*Saved entries*
# # # #
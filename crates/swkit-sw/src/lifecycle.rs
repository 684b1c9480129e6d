//! Install and activate.

use std::fmt;
use std::sync::Arc;
use std::time::Duration;

use futures::future::try_join_all;
use serde::{Deserialize, Serialize};
use swkit_common::with_timeout;
use swkit_net::{Fetcher, Request, Response};
use tracing::{debug, info, warn};
use url::Url;

use crate::config::{CacheNames, WorkerConfig};
use crate::storage::CacheStorage;
use crate::ServiceWorkerError;

/// Worker state.
#[derive(Debug, Clone, Copy, PartialEq, Eq, Default, Serialize, Deserialize)]
pub enum LifecycleState {
    #[default]
    Uninstalled,
    Installing,
    /// Installed, waiting for the previous version to let go.
    Installed,
    Activating,
    Active,
    /// Install failed, or replaced by a newer version.
    Redundant,
}

/// Outcome of a successful install.
#[derive(Debug, Clone, PartialEq, Eq)]
pub struct InstallReport {
    pub cache: String,
    pub stored: usize,
}

/// Outcome of activation.
#[derive(Debug, Clone, Default, PartialEq, Eq)]
pub struct ActivationReport {
    pub kept: Vec<String>,
    pub deleted: Vec<String>,
}

/// Pre-warms the static cache and retires old cache versions.
#[derive(Clone)]
pub struct LifecycleManager {
    caches: CacheStorage,
    fetcher: Arc<dyn Fetcher>,
    names: CacheNames,
    origin: Url,
    critical_resources: Vec<String>,
    install_timeout: Duration,
}

impl LifecycleManager {
    pub fn new(
        caches: CacheStorage,
        fetcher: Arc<dyn Fetcher>,
        config: &WorkerConfig,
        origin: Url,
    ) -> Self {
        Self {
            caches,
            fetcher,
            names: config.cache_names(),
            origin,
            critical_resources: config.critical_resources.clone(),
            install_timeout: config.install_timeout(),
        }
    }

    pub fn names(&self) -> &CacheNames {
        &self.names
    }

    /// Fetch every critical resource and store it in the static cache.
    ///
    /// All-or-nothing: one failed fetch, non-success status or failed
    /// write fails the whole install. Fetches run concurrently and nothing
    /// is written until all of them have succeeded.
    pub async fn install(&self) -> Result<InstallReport, ServiceWorkerError> {
        let requests = self
            .critical_resources
            .iter()
            .map(|path| {
                self.origin
                    .join(path)
                    .map(Request::get)
                    .map_err(|e| ServiceWorkerError::InstallFailed(format!("{path}: {e}")))
            })
            .collect::<Result<Vec<_>, _>>()?;

        info!(
            cache = %self.names.static_cache,
            resources = requests.len(),
            "Caching critical resources"
        );

        let fetches = try_join_all(requests.iter().map(|request| self.fetch_critical(request)));
        let responses = with_timeout(self.install_timeout, || fetches)
            .await
            .map_err(|e| ServiceWorkerError::InstallFailed(e.to_string()))??;

        let cache = self.caches.open(&self.names.static_cache).await?;
        for (request, response) in requests.iter().zip(&responses) {
            cache.put(request, response).await.map_err(|e| {
                ServiceWorkerError::InstallFailed(format!("storing {}: {e}", request.url))
            })?;
        }

        info!(cache = %self.names.static_cache, stored = responses.len(), "Install complete");
        Ok(InstallReport {
            cache: self.names.static_cache.clone(),
            stored: responses.len(),
        })
    }

    async fn fetch_critical(&self, request: &Request) -> Result<Response, ServiceWorkerError> {
        let response = self.fetcher.fetch(request).await.map_err(|e| {
            ServiceWorkerError::InstallFailed(format!("fetching {}: {e}", request.url))
        })?;
        if !response.ok() {
            return Err(ServiceWorkerError::InstallFailed(format!(
                "{} answered {}",
                request.url, response.status
            )));
        }
        debug!(url = %request.url, bytes = response.body.len(), "Critical resource fetched");
        Ok(response)
    }

    /// Delete every cache outside the current version's allow-list.
    ///
    /// A cache that fails to delete is logged and kept; activation goes on.
    pub async fn activate(&self) -> Result<ActivationReport, ServiceWorkerError> {
        let mut report = ActivationReport::default();

        for name in self.caches.keys().await {
            if self.names.is_current(&name) {
                report.kept.push(name);
                continue;
            }
            match self.caches.delete(&name).await {
                Ok(_) => {
                    info!(cache = %name, "Deleting old cache");
                    report.deleted.push(name);
                }
                Err(e) => {
                    warn!(cache = %name, error = %e, "Failed to delete old cache");
                    report.kept.push(name);
                }
            }
        }

        info!(deleted = report.deleted.len(), "Activation complete");
        Ok(report)
    }
}

impl fmt::Debug for LifecycleManager {
    fn fmt(&self, f: &mut fmt::Formatter<'_>) -> fmt::Result {
        f.debug_struct("LifecycleManager")
            .field("names", &self.names)
            .field("origin", &self.origin.as_str())
            .field("critical_resources", &self.critical_resources.len())
            .finish_non_exhaustive()
    }
}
# # # #
*WORK REQUIRED*
Pick out the lines above that hold the string "complete" and show them.

*WORKED SOLUTION*
        info!(cache = %self.names.static_cache, stored = responses.len(), "Install complete");
        info!(deleted = report.deleted.len(), "Activation complete");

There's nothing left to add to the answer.